WORK INSTRUCTIONS: Please output the full listing, character for character.

[[ EXERCISE MATERIAL, beginning ]]

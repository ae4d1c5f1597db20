//! vigil collector library entry.
//!
//! This crate wires configuration, the metric store, HTTP middleware and
//! handlers into the collector service. It is consumed by the binary
//! (`main.rs`) and by integration tests.

#![deny(clippy::unwrap_used)]
#![deny(clippy::expect_used)]
#![deny(clippy::panic)]

pub mod app_state;
pub mod config;
pub mod error;
pub mod handlers;
pub mod obs;
pub mod ops;
pub mod router;
pub mod services;
pub mod transport;
//! vigil collector
//!
//! Usage: `vigil-collector [config.yaml]`. Environment variables `ADDRESS`,
//! `STORE_INTERVAL`, `FILE_STORAGE_PATH`, `RESTORE`, `DATABASE_DSN` and `KEY`
//! override the file.

use std::process::ExitCode;

use axum::extract::Request;
use axum::ServiceExt;
use tracing_subscriber::{layer::SubscriberExt, util::SubscriberInitExt};

use vigil_collector::{app_state::AppState, config, router};
use vigil_core::error::{Result, VigilError};

#[tokio::main]
async fn main() -> ExitCode {
    tracing_subscriber::registry()
        .with(tracing_subscriber::EnvFilter::try_from_default_env().unwrap_or_else(|_| "info".into()))
        .with(tracing_subscriber::fmt::layer())
        .init();

    match run().await {
        Ok(()) => ExitCode::SUCCESS,
        Err(e) => {
            tracing::error!(error = %e, "vigil-collector failed");
            ExitCode::FAILURE
        }
    }
}

async fn run() -> Result<()> {
    let path = std::env::args().nth(1).unwrap_or_else(|| config::DEFAULT_PATH.to_string());
    let cfg = config::load(&path)?;
    let listen = cfg.server.listen.clone();

    let state = AppState::open(cfg).await?;
    let app = router::build_app(state.clone());

    let listener = tokio::net::TcpListener::bind(&listen)
        .await
        .map_err(|e| VigilError::Internal(format!("bind {listen} failed: {e}")))?;
    tracing::info!(%listen, backend = state.store().kind(), "vigil-collector starting");

    let served = axum::serve(listener, ServiceExt::<Request>::into_make_service(app))
        .with_graceful_shutdown(shutdown_signal())
        .await
        .map_err(|e| VigilError::Internal(format!("server failed: {e}")));

    if let Err(e) = state.store().shutdown().await {
        tracing::error!(error = %e, "storage shutdown failed");
    }
    served
}

async fn shutdown_signal() {
    let ctrl_c = async {
        if let Err(e) = tokio::signal::ctrl_c().await {
            tracing::error!(error = %e, "failed to listen for Ctrl+C");
            std::future::pending::<()>().await;
        }
    };

    #[cfg(unix)]
    let terminate = async {
        match tokio::signal::unix::signal(tokio::signal::unix::SignalKind::terminate()) {
            Ok(mut s) => {
                s.recv().await;
            }
            Err(e) => {
                tracing::error!(error = %e, "failed to install SIGTERM handler");
                std::future::pending::<()>().await;
            }
        }
    };

    #[cfg(not(unix))]
    let terminate = std::future::pending::<()>();

    tokio::select! {
        _ = ctrl_c => {},
        _ = terminate => {},
    }
    tracing::info!("signal received, starting graceful shutdown");
}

[[ EXERCISE MATERIAL, end ]]

COMPLETED TASK:
repository ae4d1c5f1597db20
//! vigil collector library entry.
//!
//! This crate wires configuration, the metric store, HTTP middleware and
//! handlers into the collector service. It is consumed by the binary
//! (`main.rs`) and by integration tests.

#![deny(clippy::unwrap_used)]
#![deny(clippy::expect_used)]
#![deny(clippy::panic)]

pub mod app_state;
pub mod config;
pub mod error;
pub mod handlers;
pub mod obs;
pub mod ops;
pub mod router;
pub mod services;
pub mod transport;
//! vigil collector
//!
//! Usage: `vigil-collector [config.yaml]`. Environment variables `ADDRESS`,
//! `STORE_INTERVAL`, `FILE_STORAGE_PATH`, `RESTORE`, `DATABASE_DSN` and `KEY`
//! override the file.

use std::process::ExitCode;

use axum::extract::Request;
use axum::ServiceExt;
use tracing_subscriber::{layer::SubscriberExt, util::SubscriberInitExt};

use vigil_collector::{app_state::AppState, config, router};
use vigil_core::error::{Result, VigilError};

#[tokio::main]
async fn main() -> ExitCode {
    tracing_subscriber::registry()
        .with(tracing_subscriber::EnvFilter::try_from_default_env().unwrap_or_else(|_| "info".into()))
        .with(tracing_subscriber::fmt::layer())
        .init();

    match run().await {
        Ok(()) => ExitCode::SUCCESS,
        Err(e) => {
            tracing::error!(error = %e, "vigil-collector failed");
            ExitCode::FAILURE
        }
    }
}

async fn run() -> Result<()> {
    let path = std::env::args().nth(1).unwrap_or_else(|| config::DEFAULT_PATH.to_string());
    let cfg = config::load(&path)?;
    let listen = cfg.server.listen.clone();

    let state = AppState::open(cfg).await?;
    let app = router::build_app(state.clone());

    let listener = tokio::net::TcpListener::bind(&listen)
        .await
        .map_err(|e| VigilError::Internal(format!("bind {listen} failed: {e}")))?;
    tracing::info!(%listen, backend = state.store().kind(), "vigil-collector starting");

    let served = axum::serve(listener, ServiceExt::<Request>::into_make_service(app))
        .with_graceful_shutdown(shutdown_signal())
        .await
        .map_err(|e| VigilError::Internal(format!("server failed: {e}")));

    if let Err(e) = state.store().shutdown().await {
        tracing::error!(error = %e, "storage shutdown failed");
    }
    served
}

async fn shutdown_signal() {
    let ctrl_c = async {
        if let Err(e) = tokio::signal::ctrl_c().await {
            tracing::error!(error = %e, "failed to listen for Ctrl+C");
            std::future::pending::<()>().await;
        }
    };

    #[cfg(unix)]
    let terminate = async {
        match tokio::signal::unix::signal(tokio::signal::unix::SignalKind::terminate()) {
            Ok(mut s) => {
                s.recv().await;
            }
            Err(e) => {
                tracing::error!(error = %e, "failed to install SIGTERM handler");
                std::future::pending::<()>().await;
            }
        }
    };

    #[cfg(not(unix))]
    let terminate = std::future::pending::<()>();

    tokio::select! {
        _ = ctrl_c => {},
        _ = terminate => {},
    }
    tracing::info!("signal received, starting graceful shutdown");
}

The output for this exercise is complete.